Gerald Wolf
                                                                                                                                                 ***     Sapere aude!   ***                                                                                                                                                                                           Schlimm ist es um die Demokratie bestellt, wenn                                                           "politische Korrektheit" und Duckmäusertum                                                                                    das Sagen haben.
 
 

Orchideen-Arten gibt es weltweit 15 000 bis 30 000, in Europa 200 bis 300. Die Abgrenzung der Arten ist oft schwierig, zumal viele zur Bastardierung neigen. Meist wachsen Orchideen auf Bäumen, sind also Epiphyten, andere, wie alle unsere heimischen Arten, sprossen in der Erde. Und schön sind sie, die Königinnen der Blumen. Das allerdings mögen die meisten nur dann akzeptieren, wenn die Blüten groß genug sind und bunt.

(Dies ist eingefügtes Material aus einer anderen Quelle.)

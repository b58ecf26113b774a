//! Fixed-precedence resolution of a [`StatusRecord`] into a [`ConsolidatedStatus`].
//!
//! The precedence lives in [`RULES`], an ordered table of `(status, predicate)` pairs.
//! [`resolve`] walks it top to bottom and returns the status of the first rule whose
//! predicate holds. Earlier rules mask later ones: a file that is behind the remote
//! resolves to `NotAtHead` whatever its local diff says, because remote divergence and
//! foreign locks block safe local edits and cannot be discovered by local diffing.
//!
//! The last rule matches every record, so resolution is total.

use crate::core::git_status::ConsolidatedStatus;
use crate::core::record::{FileState, LockState, RemoteState, StatusRecord, TreeState};
use std::fmt;

/// One entry of the precedence table.
#[derive(Clone, Copy)]
pub struct Rule {
    pub status: ConsolidatedStatus,
    /// Human-readable form of `matches`, for audits and the `rules` command
    pub condition: &'static str,
    pub matches: fn(&StatusRecord) -> bool,
}

impl Rule {
    /// 1-based position in [`RULES`]
    pub fn rank(&self) -> usize {
        self.status.rank()
    }
}

impl fmt::Debug for Rule {
    fn fmt(&self, f: &mut fmt::Formatter<'_>) -> fmt::Result {
        f.debug_struct("Rule")
            .field("status", &self.status)
            .field("condition", &self.condition)
            .finish()
    }
}

/// The precedence table, highest priority first.
pub static RULES: [Rule; 15] = [
    Rule {
        status: ConsolidatedStatus::NotAtHead,
        condition: "remote = not_at_head",
        matches: |r| r.remote == RemoteState::NotAtHead,
    },
    Rule {
        status: ConsolidatedStatus::AddedAtHead,
        condition: "remote = added_at_head",
        matches: |r| r.remote == RemoteState::AddedAtHead,
    },
    Rule {
        status: ConsolidatedStatus::DeletedAtHead,
        condition: "remote = deleted_at_head",
        matches: |r| r.remote == RemoteState::DeletedAtHead,
    },
    Rule {
        status: ConsolidatedStatus::LockedOther,
        condition: "lock = locked_other",
        matches: |r| r.lock == LockState::LockedOther,
    },
    Rule {
        status: ConsolidatedStatus::NotLatest,
        condition: "remote = not_latest",
        matches: |r| r.remote == RemoteState::NotLatest,
    },
    Rule {
        status: ConsolidatedStatus::Unmerged,
        condition: "file = unmerged",
        matches: |r| r.file == FileState::Unmerged,
    },
    Rule {
        status: ConsolidatedStatus::Added,
        condition: "file = added",
        matches: |r| r.file == FileState::Added,
    },
    Rule {
        status: ConsolidatedStatus::Deleted,
        condition: "file = deleted",
        matches: |r| r.file == FileState::Deleted,
    },
    Rule {
        status: ConsolidatedStatus::Modified,
        condition: "file = modified, or tree in {working, staged} with file != unknown",
        matches: |r| {
            r.file == FileState::Modified
                || (matches!(r.tree, TreeState::Working | TreeState::Staged)
                    && r.file != FileState::Unknown)
        },
    },
    Rule {
        status: ConsolidatedStatus::CheckedOut,
        condition: "lock = locked",
        matches: |r| r.lock == LockState::Locked,
    },
    Rule {
        status: ConsolidatedStatus::Untracked,
        condition: "tree = untracked",
        matches: |r| r.tree == TreeState::Untracked,
    },
    Rule {
        status: ConsolidatedStatus::Lockable,
        condition: "lock in {not_locked, unlockable} and tree = unmodified",
        matches: |r| {
            matches!(r.lock, LockState::NotLocked | LockState::Unlockable)
                && r.tree == TreeState::Unmodified
        },
    },
    Rule {
        status: ConsolidatedStatus::Unmodified,
        condition: "tree = unmodified and lock = unknown",
        matches: |r| r.tree == TreeState::Unmodified && r.lock == LockState::Unknown,
    },
    Rule {
        status: ConsolidatedStatus::Ignored,
        condition: "tree = ignored",
        matches: |r| r.tree == TreeState::Ignored,
    },
    Rule {
        status: ConsolidatedStatus::None,
        condition: "otherwise",
        matches: |_| true,
    },
];

/// The first rule in [`RULES`] that matches `record`.
pub fn matching_rule(record: &StatusRecord) -> &'static Rule {
    // The final rule is unconditional, so the search always succeeds.
    RULES
        .iter()
        .find(|rule| (rule.matches)(record))
        .unwrap_or(&RULES[RULES.len() - 1])
}

/// Collapse `record` into its consolidated status.
pub fn resolve(record: &StatusRecord) -> ConsolidatedStatus {
    let rule = matching_rule(record);
    log::trace!("{} resolved by rule {} to {}", record, rule.rank(), rule.status);
    rule.status
}
//! Readers never observe a half-applied refresh, and retracted handles stay quiet.

use chrono::{TimeZone, Utc};
use git_file_state::{
    refresh, resolve, Collaborators, DiscardReason, FileState, HistoryEntry, HistoryIndex,
    HistoryProvider, LockState, RefreshOutcome, RemoteState, Result, StatusProvider,
    StatusRecord, StatusTable, StatusUpdate, TreeState,
};
use std::path::Path;
use std::sync::atomic::{AtomicBool, Ordering};
use std::sync::{Arc, Barrier};
use std::thread;

const RECORDS: [StatusRecord; 4] = [
    StatusRecord {
        file: FileState::Modified,
        tree: TreeState::Working,
        remote: RemoteState::Branched,
        lock: LockState::NotLocked,
    },
    StatusRecord {
        file: FileState::Unknown,
        tree: TreeState::Untracked,
        remote: RemoteState::Branched,
        lock: LockState::Unknown,
    },
    StatusRecord {
        file: FileState::Unmerged,
        tree: TreeState::Working,
        remote: RemoteState::Branched,
        lock: LockState::NotLocked,
    },
    StatusRecord {
        file: FileState::Unknown,
        tree: TreeState::Unmodified,
        remote: RemoteState::NotAtHead,
        lock: LockState::NotLocked,
    },
];

/// History whose size encodes which record it was published with.
fn history_for(index: usize) -> HistoryIndex {
    (1..=index as u32 + 1)
        .rev()
        .map(|n| HistoryEntry::new(format!("rev{n}"), n))
        .collect()
}

fn update_for(index: usize, secs: i64) -> StatusUpdate {
    StatusUpdate::new(RECORDS[index], Utc.timestamp_opt(secs, 0).unwrap())
        .with_history(history_for(index))
}

#[cfg(test)]
mod refresh_concurrency_tests {
    use super::*;

    #[test]
    fn test_readers_see_consistent_snapshots() {
        let table = Arc::new(StatusTable::new());
        let handle = table.track("Content/Map.umap");
        let done = Arc::new(AtomicBool::new(false));

        let readers: Vec<_> = (0..4)
            .map(|_| {
                let handle = Arc::clone(&handle);
                let done = Arc::clone(&done);
                thread::spawn(move || {
                    let mut observed = 0usize;
                    while !done.load(Ordering::SeqCst) {
                        let snapshot = handle.snapshot();
                        if !snapshot.is_initialized() {
                            continue;
                        }
                        let index = RECORDS
                            .iter()
                            .position(|record| record == snapshot.record())
                            .expect("record comes from the published set");
                        assert_eq!(snapshot.history().size(), index + 1);
                        assert_eq!(snapshot.status(), resolve(snapshot.record()));
                        observed += 1;
                    }
                    observed
                })
            })
            .collect();

        for i in 0..2_000 {
            handle.apply_refresh(update_for(i % RECORDS.len(), i as i64));
        }
        done.store(true, Ordering::SeqCst);

        for reader in readers {
            reader.join().expect("reader thread panicked");
        }
        assert_eq!(handle.snapshot().record(), &RECORDS[1_999 % RECORDS.len()]);
    }

    #[test]
    fn test_superseded_refresh_is_dropped() {
        let table = StatusTable::new();
        let handle = table.track("a.txt");

        let slow = handle.begin_refresh();
        let fast = handle.begin_refresh();

        assert!(handle.apply_if_current(fast, update_for(0, 2)).is_applied());
        assert_eq!(
            handle.apply_if_current(slow, update_for(1, 1)),
            RefreshOutcome::Discarded(DiscardReason::Superseded)
        );
        assert_eq!(handle.snapshot().record(), &RECORDS[0]);
    }

    /// Blocks inside the status query until the test lets it continue.
    struct GatedStatus {
        entered: Arc<Barrier>,
        release: Arc<Barrier>,
    }

    impl StatusProvider for GatedStatus {
        fn status_record(&self, _path: &Path) -> Result<StatusRecord> {
            self.entered.wait();
            self.release.wait();
            Ok(RECORDS[0])
        }
    }

    struct NoHistory;

    impl HistoryProvider for NoHistory {
        fn history(&self, _path: &Path) -> Result<HistoryIndex> {
            Ok(HistoryIndex::default())
        }
    }

    #[test]
    fn test_untrack_during_refresh() {
        let table = Arc::new(StatusTable::new());
        let handle = table.track("Content/Hero.uasset");
        let entered = Arc::new(Barrier::new(2));
        let release = Arc::new(Barrier::new(2));

        let worker = {
            let handle = Arc::clone(&handle);
            let provider = GatedStatus {
                entered: Arc::clone(&entered),
                release: Arc::clone(&release),
            };
            thread::spawn(move || {
                let collaborators = Collaborators::new(&provider).with_history(&NoHistory);
                refresh(&handle, &collaborators, Utc.timestamp_opt(5, 0).unwrap())
            })
        };

        entered.wait();
        assert!(table.untrack("Content/Hero.uasset").is_some());
        release.wait();

        let outcome = worker
            .join()
            .expect("refresh thread panicked")
            .expect("refresh failed");
        assert_eq!(outcome, RefreshOutcome::Discarded(DiscardReason::Retracted));
        assert!(!handle.snapshot().is_initialized());
        assert!(table.get("Content/Hero.uasset").is_none());
    }
}
//! Domain-specific error types for git-file-state.
//!
//! This module defines [`GitStateError`], the single error type returned by fallible
//! operations in the crate. It uses `thiserror` for ergonomic error definitions and
//! includes constructor helpers for variants that carry a payload.
//!
//! # Public API
//! - [`GitStateError`]: Main error enum covering all failure modes
//! - [`Result<T>`]: Type alias for `std::result::Result<T, GitStateError>`
//!
//! # Error Categories
//! - **History lookups**: indexed access outside the stored history
//! - **Conversions**: unrecognized names for status dimensions
//! - **Git provider**: repository not found, git2 library errors, paths outside the work tree
//! - **Configuration**: unreadable or malformed config files
//!
//! Absence (no history entry, no lock owner, no branch descriptor) is modelled with
//! `Option` and stale refreshes with [`crate::core::state::RefreshOutcome`]; neither is
//! an error.

use std::path::PathBuf;
use thiserror::Error;

#[derive(Error, Debug)]
pub enum GitStateError {
    // History errors
    #[error("History position {position} is out of range ({size} entries available)")]
    HistoryOutOfRange { position: usize, size: usize },

    // Conversion errors
    #[error("Unknown {kind} value: '{value}'")]
    InvalidVariant { kind: &'static str, value: String },

    // Git provider errors
    #[error("Not in a git repository")]
    NotInGitRepo,

    #[error("Git repository error: {0}")]
    GitRepo(#[from] git2::Error),

    #[error("Path is outside the repository work tree: {path}")]
    PathOutsideRepo { path: PathBuf },

    #[error("IO error: {0}")]
    Io(#[from] std::io::Error),

    // Configuration errors
    #[error("Could not find config directory")]
    ConfigDirectoryNotFound,

    #[error("Failed to read config file '{path}': {source}")]
    ConfigReadFailed {
        path: PathBuf,
        source: std::io::Error,
    },

    #[error("Failed to parse config file '{path}': {source}")]
    ConfigParseFailed {
        path: PathBuf,
        source: serde_json::Error,
    },
}

/// Convenience type alias for Results using GitStateError
pub type Result<T> = std::result::Result<T, GitStateError>;

impl GitStateError {
    /// Create a history out of range error
    pub fn history_out_of_range(position: usize, size: usize) -> Self {
        Self::HistoryOutOfRange { position, size }
    }

    /// Create an invalid variant error for the named status dimension
    pub fn invalid_variant(kind: &'static str, value: impl Into<String>) -> Self {
        Self::InvalidVariant {
            kind,
            value: value.into(),
        }
    }

    /// Create a path outside repository error
    pub fn path_outside_repo(path: impl Into<PathBuf>) -> Self {
        Self::PathOutsideRepo { path: path.into() }
    }

    /// Create a config read failed error
    pub fn config_read_failed(path: impl Into<PathBuf>, source: std::io::Error) -> Self {
        Self::ConfigReadFailed {
            path: path.into(),
            source,
        }
    }

    /// Create a config parse failed error
    pub fn config_parse_failed(path: impl Into<PathBuf>, source: serde_json::Error) -> Self {
        Self::ConfigParseFailed {
            path: path.into(),
            source,
        }
    }
}

#[cfg(test)]
mod tests {
    use super::*;

    #[test]
    fn test_error_display() {
        let err = GitStateError::NotInGitRepo;
        assert_eq!(err.to_string(), "Not in a git repository");
    }

    #[test]
    fn test_history_out_of_range_error() {
        let err = GitStateError::history_out_of_range(5, 3);
        assert_eq!(
            err.to_string(),
            "History position 5 is out of range (3 entries available)"
        );
    }

    #[test]
    fn test_invalid_variant_error() {
        let err = GitStateError::invalid_variant("lock state", "sideways");
        assert_eq!(err.to_string(), "Unknown lock state value: 'sideways'");
    }

    #[test]
    fn test_path_outside_repo_error() {
        let err = GitStateError::path_outside_repo("/elsewhere/file.uasset");
        assert!(err.to_string().contains("/elsewhere/file.uasset"));
    }

    #[test]
    fn test_config_read_failed() {
        let path = std::path::PathBuf::from("/test/config.json");
        let io_err = std::io::Error::new(std::io::ErrorKind::PermissionDenied, "access denied");
        let err = GitStateError::config_read_failed(&path, io_err);
        assert!(err.to_string().contains("/test/config.json"));
        assert!(err.to_string().contains("access denied"));
    }

    #[test]
    fn test_config_parse_failed() {
        let path = std::path::PathBuf::from("/test/config.json");
        let json_err = serde_json::from_str::<serde_json::Value>("{ invalid json").unwrap_err();
        let err = GitStateError::config_parse_failed(&path, json_err);
        assert!(err.to_string().contains("/test/config.json"));
        assert!(err.to_string().contains("Failed to parse"));
    }
}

Gerade mal eine einheimische Art tut uns diesen Gefallen, der Frauenschuh. Selten steht er so einfach "vor der Tür", die meisten von uns müssen weit fahren, um an ihn heranzukommen. Viele unserer einheimischen Orchideen brauchen kalkhaltigen Untergrund, wie alle die Arten, die im Folgenden abgebildet sind.  

a Das ist sie, die schönste unserer heimischen Orchideen: Cypripedium calceolus, der Frauenschuh. 

b Zum Beispiel im Süden Sachsen-Anhalts und in Thüringen anzutreffen. Schwachköpfe greifen da zum Messer, zum Spaten gar.  

c Schwachköpfe anderer Art: Insekten. Sie fallen auf die Blüten rein, nämlich hinein in die schuhartig geformte Lippe. Hier bekleckern sie sich mit Blütenstaub, mit dem sie die nächste Blüten bestäuben, so sie beim ersten Mal nichts gelernt haben und wieder drauf reinfallen. Und immer wieder. Woran erinnert das nur?

d Nicht ganz so attraktiv, aber immerhin auch eine Orchidee: das Purpurne Knabenkraut (Orchis purpurea).   

a Man muss eben näher hinschauen.

b Weit unscheinbarer als ein Mauerblümchen, die Nestwurz, Neottia nidusavis. Eine blattgrünlose Schmarotzerpflanze, auf den ersten Blick mit einer Sommerwurz zu verwechseln.

c Die Blüten aber lassen sogleich die edle Verwandtschaft erkennen.  

d Listera cordata, das Zweiblatt. Ebenfalls unscheinbar, dafür wenigstens grün.  

a Ophrys insectifera, die Fliegen-Ragwurz, ist eine Insektentäuschblume. Die Männchen mancher Grabwespen-Arten führen auf der Blüte Begattungsbewegungen aus und bekommen dabei ein Pollenpaket aufgepappt.

b Ophrys sphecodes, Spinnen-Ragwurz. Sie ist der Fliegen-Ragwurz ähnlich, aber viel seltener. Orchideenfreunde geraten daher bei ihrem Anblick regelmäßig in Verzückung.

c Ebenfalls eine Spinnen-Ragwurz, jedoch mit anderer Blütenzeichnung.

d Dieselbe von vorn. Erdbienen-Männchen sind es, die mit ihr Hochzeit halten wollen.  

a Orchis militaris, das Helm-Knabenkraut.

b Das Helm-Knabenkraut per Lesebrille.

c Viel, viel seltener, wenn auch stellenweise größere Bestände bildend: das Kleine Knabenkraut, Orchis morio.

d Das Kleine Knabenkraut ganz groß.  


a Orchis tridentata, das Dreizähnige Knabenkraut.

b Und auch hier der für Orchideen typische Blütenbau.

c Wie die meisten unserer Orchideen ist das Brand-Knabenkraut (Orchis ustulata) weit verbreitet, vom Mittelmeer bis nach Sibirien. Aber wer schon hat es je gesehen.

d Dasselbe per Makro. Der deutsche Name des Brand-Knabenkrauts rührt von dem angesengt wirkenden Blütenstand.